Salary and Career Information for Pastoral Counselors

Working as a pastoral counselor requires significant formal education. Learn about the education, job duties and licensure to see if this is the right career for you.

A career in pastoral counseling requires a master's degree in counseling and a state license. Pastoral counselors help individuals dealing with mental health problems by combining theology and psychotherapy, and are typically employed by churches, counseling centers, hospitals and community programs.

Essential Information

Pastoral counselors combine theology and psychotherapy to help individuals cope with mental health problems as well as providing relationship and career advice. Counselors may serve as a specialized resource for churches, communities and hospitals. Depending on state requirements, they can be licensed as pastoral counselors or as marriage and family therapists. A pastoral counselor, like other types of mental health therapists, must hold a master's or doctoral degree in their field of study.

Required Education Master's or doctoral degree in counseling
Other Requirements State licensing is required for therapists and counselors in all states; voluntary certification as a pastoral counselor available through the American Association of Pastoral Counselors
Projected Job Growth (2014-2024)* 20% for mental health counselors;
15% for marriage and family therapists
Median Salary (2015)* $41,880 for mental health counselors;
$48,600 for marriage and family therapists

Sources: *U.S. Bureau of Labor Statistics

Salary Information for Pastoral Counselors

According to the Bureau of Labor Statistics (BLS), mental health counselors earned a median salary of $41,880 per year in May, 2015. Many pastoral counselors are licensed marriage and family therapists (MFTs). The BLS reports that the median salary for marriage and family therapists was $48,600 in 2015.

The BLS also stated that marriage and family therapist jobs are expected to rise 15% between 2014 and 2024, which is significantly higher than average; mental health counselors can expect to see a 20% increase in employment during that time.

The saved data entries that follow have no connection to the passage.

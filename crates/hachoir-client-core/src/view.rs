use std::collections::BTreeMap;
use std::sync::Mutex;

/// The page a viewer session renders into.
///
/// Only `replace_content` is required. A page without a status indicator or
/// checkboxes keeps the default no-op methods, which matches a page that
/// simply lacks those elements.
pub trait PageView: Send + Sync {
    /// Replace the content container with an HTML fragment, verbatim.
    fn replace_content(&self, html: &str);

    fn set_status_visible(&self, _visible: bool) {}

    /// Move the status indicator to `top`, for pages where it must track
    /// the scroll position.
    fn move_status_to(&self, _top: i64) {}

    fn scroll_offset(&self) -> i64 {
        0
    }

    /// Checked state of the checkbox with id `id`, `None` when absent.
    fn checkbox(&self, _id: &str) -> Option<bool> {
        None
    }

    fn set_checkbox(&self, _id: &str, _checked: bool) {}
}

#[derive(Debug, Clone, Copy, Default, PartialEq, Eq)]
pub enum StatusPlacement {
    #[default]
    Static,
    FollowScroll,
}

#[derive(Debug, Clone, Default, PartialEq, Eq)]
pub struct PageSnapshot {
    pub content: String,
    pub content_updates: usize,
    pub status_visible: bool,
    pub status_top: Option<i64>,
    pub scroll_offset: i64,
    pub checkboxes: BTreeMap<String, bool>,
}

/// Headless page that keeps everything it is told in memory.
#[derive(Debug, Default)]
pub struct MemoryPage {
    state: Mutex<PageSnapshot>,
}

impl MemoryPage {
    #[must_use]
    pub fn new() -> Self {
        Self::default()
    }

    #[must_use]
    pub fn with_checkboxes<'a>(ids: impl IntoIterator<Item = &'a str>) -> Self {
        let page = Self::new();
        {
            let mut state = page.lock();
            for id in ids {
                state.checkboxes.insert(id.to_string(), false);
            }
        }
        page
    }

    pub fn snapshot(&self) -> PageSnapshot {
        self.lock().clone()
    }

    /// Simulate the user clicking a checkbox.
    pub fn click(&self, id: &str, checked: bool) {
        self.lock().checkboxes.insert(id.to_string(), checked);
    }

    pub fn scroll_to(&self, offset: i64) {
        self.lock().scroll_offset = offset;
    }

    fn lock(&self) -> std::sync::MutexGuard<'_, PageSnapshot> {
        self.state
            .lock()
            .unwrap_or_else(|poisoned| poisoned.into_inner())
    }
}

impl PageView for MemoryPage {
    fn replace_content(&self, html: &str) {
        let mut state = self.lock();
        state.content = html.to_string();
        state.content_updates += 1;
    }

    fn set_status_visible(&self, visible: bool) {
        self.lock().status_visible = visible;
    }

    fn move_status_to(&self, top: i64) {
        self.lock().status_top = Some(top);
    }

    fn scroll_offset(&self) -> i64 {
        self.lock().scroll_offset
    }

    fn checkbox(&self, id: &str) -> Option<bool> {
        self.lock().checkboxes.get(id).copied()
    }

    fn set_checkbox(&self, id: &str, checked: bool) {
        if let Some(state) = self.lock().checkboxes.get_mut(id) {
            *state = checked;
        }
    }
}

Career Information for Pastoral Counselors

Pastoral counselors provide a blend of psychological therapy and spiritual advice. They work for counseling centers, churches, community programs and hospitals. Counselors may simultaneously be employed as ministers. They provide faith-based marriage advice and help patients who are coping with grief, depression and substance abuse.

Education Requirements

Pastoral counselors must obtain a master's degree or a doctorate in counseling. Graduate degree programs in pastoral counseling feature interdisciplinary coursework that incorporates theology and psychology. Courses may include:

  • Cultural awareness
  • Job counseling
  • Incorporating faith in treatments
  • Bible study and ministry
  • Diagnosis of disorders
  • Substance abuse and intervention
  • Marriage and family counseling
  • Psychopathology

License Requirements

According to the American Association of Pastoral Counselors (AAPC), only six states offered a pastoral counselor license in 2010. In other states, pastoral counselors must meet the license requirements for MFTs or other professional mental health counselors. State education, experience and licensure exam requirements vary.


The AAPC offers a voluntary certification program. Candidates are required to have a graduate degree in theology, biblical studies or pastoral counseling. They also must be endorsed by a religious organization and provide documentation of field hours serving their local faith-based community. Candidates for the AAPC certification exam must have three years experience in ministry and 375 hours of counseling, of which 125 are supervised hours.

Pastoral counselors must be licensed and possess a master's or doctoral degree in counseling. They use theology and psychotherapy to provide faith-based counseling designed to help individuals with mental health problems address issues in their lives.